Danny had sat silent through it all, still staring wide-eyed at his mother. Finally, he stood up as well, chair scraping back, looking to his father.

Patrick stared back at him, mild curiosity the only thing on his face.

"Well?" Danny asked, voice breaking. "Do you think I can do this, Dad?"

"I think you seem very determined to," Patrick responded, each word carefully and somehow carelessly placed, all at once.

Danny's lips thinned. He was all freckles and hair and the red scars that traced his face, the arc of the muzzle that had silenced him.

But he'd learned not to speak his thoughts a long time before there was ever a muzzle.

"It's fine," Danny said finally, heavily. Fury flickered in warm blue eyes, struggled to find footing, finally stuck and stayed and burned brighter.

Puppies aren't allowed to get angry-

"It's fine," He repeated. "I'm glad you said it. I... I am. Because now I know better than to say a fucking word to either of you ever again."

He stalked away from the table, Nate and Ryan meeting eyes in moment of silent communication - I've got him - before Nate followed.

Patrick and Corrine did not move to stop him.

"D-Danny-"

"Don't fucking talk to me until we get to the car," Danny snapped over his shoulder. "Not a fucking word." He slammed open a door into a hallway, tore a photo of himself as a child in a frame off the wall and let the glass shatter.

He made it outside before the anger exploded and he screamed, the sound bouncing off the trees and back at him, in its own mockery.

Nate, on his heels, put a hand out only to have Danny whip around and glare at him with glimmers of tears running through scar tissue.

"I'll be better than they were," He said, voice trembling.

"You will," Nate said, softly.
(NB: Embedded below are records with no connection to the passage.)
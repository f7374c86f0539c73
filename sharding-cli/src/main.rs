use clap::Parser;
use sharding_cli::{Cli, CliApp, Commands, run_init, setup_logging};
use tracing::error;

fn main() {
    // 解析命令行参数
    let cli = Cli::parse();

    // 设置日志记录
    setup_logging(cli.verbose);

    // `init` 命令是特例，它不需要预先加载配置
    if let Commands::Init { force } = cli.command {
        if let Err(e) = run_init(force) {
            error!("❌ 初始化失败: {:#}", e);
            std::process::exit(1);
        }
        return;
    }

    let app = match CliApp::new(cli.config.as_deref()) {
        Ok(app) => app,
        Err(e) => {
            error!("❌ 应用初始化失败: {:#}", e);
            error!("👉 可运行 'shardgen init' 创建配置文件");
            std::process::exit(1);
        }
    };

    // 运行命令
    if let Err(e) = app.run_command(cli.command) {
        error!("❌ 操作失败: {:#}", e);
        std::process::exit(1);
    }
}
use std::path::PathBuf;
use thiserror::Error;

pub type Result<T> = std::result::Result<T, ShardingError>;

/// 用户输入文档格式错误
///
/// 任何一种都会在写出结果文件之前中止本次生成
#[derive(Error, Debug, Clone, PartialEq, Eq)]
pub enum InputFormatError {
    #[error("输入文档缺少必需的键: {key}")]
    MissingKey { key: String },

    #[error("输入格式错误: 请至少提供一张需要分片的表 (缺少 tables)")]
    MissingTables,

    #[error("{kind} 格式错误: '{token}' 需要 {expected} 个字段，实际 {found} 个")]
    MalformedToken {
        kind: &'static str,
        token: String,
        expected: usize,
        found: usize,
    },

    #[error("表定义 '{token}' 中的 {field} 不是正整数: '{value}'")]
    InvalidCount {
        token: String,
        field: &'static str,
        value: String,
    },

    #[error("{kind} 必须是字符串")]
    NotAString { kind: &'static str },

    #[error("{key} 必须是列表")]
    NotASequence { key: String },
}

#[derive(Error, Debug)]
pub enum ShardingError {
    #[error(transparent)]
    InputFormat(#[from] InputFormatError),

    #[error("算法名冲突: '{name}' (表 '{table}') 已存在，拒绝覆盖")]
    AlgorithmNameCollision { name: String, table: String },

    #[error("输出模板不匹配: {0}")]
    OutputTemplateMismatch(String),

    #[error("基础模板结构错误: {0}")]
    TemplateStructure(String),

    #[error("配置错误: {0}")]
    Config(#[from] toml::de::Error),

    #[error("YAML 错误: {0}")]
    Yaml(#[from] serde_yaml::Error),

    #[error("序列化错误: {0}")]
    Json(#[from] serde_json::Error),

    #[error("正则表达式编译失败: {0}")]
    Regex(#[from] regex::Error),

    #[error("读取文件 {} 失败: {source}", .path.display())]
    ReadFile {
        path: PathBuf,
        source: std::io::Error,
    },

    #[error("IO 错误: {0}")]
    Io(#[from] std::io::Error),

    #[error("输出文件写入失败: {0}")]
    Persist(#[from] tempfile::PersistError),
}

impl ShardingError {
    pub fn template_mismatch(msg: impl Into<String>) -> Self {
        Self::OutputTemplateMismatch(msg.into())
    }

    pub fn template_structure(msg: impl Into<String>) -> Self {
        Self::TemplateStructure(msg.into())
    }

    pub fn collision(name: impl Into<String>, table: impl Into<String>) -> Self {
        Self::AlgorithmNameCollision {
            name: name.into(),
            table: table.into(),
        }
    }

    pub fn read_file(path: impl Into<PathBuf>, source: std::io::Error) -> Self {
        Self::ReadFile {
            path: path.into(),
            source,
        }
    }

    /// 是否属于用户输入格式错误
    pub fn is_input_format(&self) -> bool {
        matches!(self, Self::InputFormat(_))
    }
}
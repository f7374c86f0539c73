use crate::app::CliApp;
use anyhow::{Context, Result};
use sharding_core::ShardingGenerator;
use std::path::PathBuf;
use tracing::info;

/// generate 命令的参数，未指定的路径使用配置文件中的值
#[derive(Debug, Clone, Default)]
pub struct GenerateOptions {
    pub template: Option<PathBuf>,
    pub input: Option<PathBuf>,
    pub output: Option<PathBuf>,
    pub json: bool,
    pub print: bool,
}

/// 运行一次完整的配置生成
pub fn run_generate(app: &CliApp, options: GenerateOptions) -> Result<()> {
    let paths = &app.config.paths;
    let template = options.template.unwrap_or_else(|| paths.template.clone());
    let input = options.input.unwrap_or_else(|| paths.user_input.clone());
    let output = options.output.unwrap_or_else(|| paths.output.clone());

    info!("🔧 生成分片配置...");
    let outcome = ShardingGenerator::new(&template, &input, &output)
        .run()
        .with_context(|| format!("根据 {} 生成分片配置失败", input.display()))?;

    if options.print {
        if options.json {
            let json = outcome
                .config
                .to_json_pretty()
                .context("转换为 JSON 失败")?;
            println!("{json}");
        } else {
            print!("{}", outcome.config.rendered);
        }
    }

    info!("📄 结果已写入: {}", outcome.output_path.display());
    Ok(())
}
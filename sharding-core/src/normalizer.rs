use crate::constants::keys::{RULES, SHARDING_ALGORITHMS, TABLES};
use crate::constants::output::{
    PLACEHOLDER_ALGORITHM, PLACEHOLDER_ALGORITHM_SPAN, PLACEHOLDER_TABLE, PLACEHOLDER_TABLE_SPAN,
    SHARDING_DISCRIMINATOR,
};
use crate::error::{Result, ShardingError};
use regex::Regex;
use tracing::debug;

/// 基础模板遗留的示例块：所在的 `rules` 子节点、键名及其在序列化文本中占用的行数
#[derive(Debug, Clone, Copy, PartialEq, Eq)]
pub struct PlaceholderBlock {
    pub section: &'static str,
    pub key: &'static str,
    pub span: usize,
}

/// 默认模板中的示例块
pub const DEFAULT_PLACEHOLDERS: [PlaceholderBlock; 2] = [
    PlaceholderBlock {
        section: TABLES,
        key: PLACEHOLDER_TABLE,
        span: PLACEHOLDER_TABLE_SPAN,
    },
    PlaceholderBlock {
        section: SHARDING_ALGORITHMS,
        key: PLACEHOLDER_ALGORITHM,
        span: PLACEHOLDER_ALGORITHM_SPAN,
    },
];

/// 序列化结果的逐行规整器
///
/// 通用的 YAML 对象模型无法表达 `!SHARDING` 类型标签，只能在序列化之后按行插入。
/// 示例块只在 `rules.<section>` 的直接子键中识别，按固定行数跳过；
/// 形状与模板不一致时报错而不是输出错误的文档。
#[derive(Debug)]
pub struct OutputNormalizer {
    key_line: Regex,
    placeholders: Vec<PlaceholderBlock>,
}

impl OutputNormalizer {
    pub fn new() -> Result<Self> {
        Self::with_placeholders(&DEFAULT_PLACEHOLDERS)
    }

    pub fn with_placeholders(blocks: &[PlaceholderBlock]) -> Result<Self> {
        // 映射键行：缩进、键名、冒号后的剩余部分（含换行符）
        let key_line = Regex::new(r"(?s)^(?P<indent> *)(?P<key>[^\s#\-][^:]*?):(?P<rest>\s.*)?$")?;
        Ok(Self {
            key_line,
            placeholders: blocks.to_vec(),
        })
    }

    /// 规整整段文本
    pub fn normalize(&self, text: &str) -> Result<String> {
        let lines: Vec<String> = text.split_inclusive('\n').map(String::from).collect();
        Ok(self.normalize_lines(&lines)?.concat())
    }

    /// 规整按行切分的文本，每行保留自身的换行符
    pub fn normalize_lines(&self, lines: &[String]) -> Result<Vec<String>> {
        let mut output = Vec::with_capacity(lines.len() + 1);
        // 当前行的祖先键：(缩进, 键名)
        let mut path: Vec<(usize, String)> = Vec::new();
        let mut anchors = 0;
        let mut i = 0;

        while i < lines.len() {
            let line = &lines[i];
            let Some(caps) = self.key_line.captures(line) else {
                output.push(line.clone());
                i += 1;
                continue;
            };

            let indent = caps["indent"].len();
            let key = &caps["key"];
            let bare = caps.name("rest").is_none_or(|m| m.as_str().trim().is_empty());
            while path.last().is_some_and(|(depth, _)| *depth >= indent) {
                path.pop();
            }

            if indent == 0 && key == RULES && bare {
                anchors += 1;
                output.push(line.clone());
                output.push(format!("{SHARDING_DISCRIMINATOR}\n"));
            } else if let Some(block) = self.match_placeholder(&path, key) {
                if !bare {
                    return Err(ShardingError::template_mismatch(format!(
                        "示例块 {} (第 {} 行) 应为 {} 行的映射，实际为单行值",
                        block.key,
                        i + 1,
                        block.span
                    )));
                }
                verify_block(lines, i, block)?;
                debug!("移除示例块 {} (第 {} 行起共 {} 行)", block.key, i + 1, block.span);
                i += block.span;
                continue;
            } else {
                output.push(line.clone());
            }

            path.push((indent, key.to_string()));
            i += 1;
        }

        if anchors != 1 {
            return Err(ShardingError::template_mismatch(format!(
                "{RULES} 键应出现 1 次，实际出现 {anchors} 次"
            )));
        }

        Ok(output)
    }

    /// 仅匹配 `rules.<section>` 下的直接子键
    fn match_placeholder(&self, path: &[(usize, String)], key: &str) -> Option<PlaceholderBlock> {
        let [(root_indent, root), (_, section)] = path else {
            return None;
        };
        if *root_indent != 0 || root != RULES {
            return None;
        }
        self.placeholders
            .iter()
            .find(|block| block.section == section && block.key == key)
            .copied()
    }
}

/// 校验示例块确实占用 `span` 行：块内各行缩进深于键行，块后一行不再属于该块
fn verify_block(lines: &[String], start: usize, block: PlaceholderBlock) -> Result<()> {
    let end = start + block.span;
    if end > lines.len() {
        return Err(ShardingError::template_mismatch(format!(
            "示例块 {} 在第 {} 行处被截断，预期 {} 行",
            block.key,
            start + 1,
            block.span
        )));
    }

    let base = indent_of(&lines[start]);
    let inner_ok = lines[start + 1..end]
        .iter()
        .all(|line| !line.trim().is_empty() && indent_of(line) > base);
    let trailing_ok = lines
        .get(end)
        .is_none_or(|next| next.trim().is_empty() || indent_of(next) <= base);

    if !inner_ok || !trailing_ok {
        return Err(ShardingError::template_mismatch(format!(
            "示例块 {} (第 {} 行) 与预期的 {} 行不一致",
            block.key,
            start + 1,
            block.span
        )));
    }
    Ok(())
}

fn indent_of(line: &str) -> usize {
    line.len() - line.trim_start_matches(' ').len()
}

/// 使用默认示例块规整文本
pub fn normalize(text: &str) -> Result<String> {
    OutputNormalizer::new()?.normalize(text)
}
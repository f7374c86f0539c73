use anyhow::{Context, Result};
use sharding_core::config::GeneratorConfig;
use std::path::Path;

use crate::cli::Commands;
use crate::commands::{self, GenerateOptions};

#[derive(Debug, Clone)]
pub struct CliApp {
    pub config: GeneratorConfig,
}

impl CliApp {
    /// 使用指定的配置文件初始化；未指定时按默认顺序查找
    pub fn new(config_path: Option<&Path>) -> Result<Self> {
        let config = match config_path {
            Some(path) => GeneratorConfig::load_from_file(path)
                .with_context(|| format!("加载配置文件 {} 失败", path.display()))?,
            None => GeneratorConfig::find_and_load_config().context("加载配置文件失败")?,
        };

        Ok(Self { config })
    }

    pub fn with_config(config: GeneratorConfig) -> Self {
        Self { config }
    }

    /// 运行应用命令
    pub fn run_command(&self, command: Commands) -> Result<()> {
        match command {
            Commands::Generate {
                template,
                input,
                output,
                json,
                no_print,
            } => {
                let options = GenerateOptions {
                    template,
                    input,
                    output,
                    json,
                    print: self.config.output.print_result && !no_print,
                };
                commands::run_generate(self, options)
            }
            Commands::Init { .. } => unreachable!(), // 已经在 main.rs 中处理
        }
    }
}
His own voice stayed strong.

"Even with what Abraham did, even with the... even with being in pain, even with scars, I'll be better."

"Yes."

There was a wild despair raging in his husband's face that Nate could not begin to touch - the unloved child pushed down for too many years to control now.

"I'll be better," Danny hissed, "Because given the choice, I'll choose to fucking care."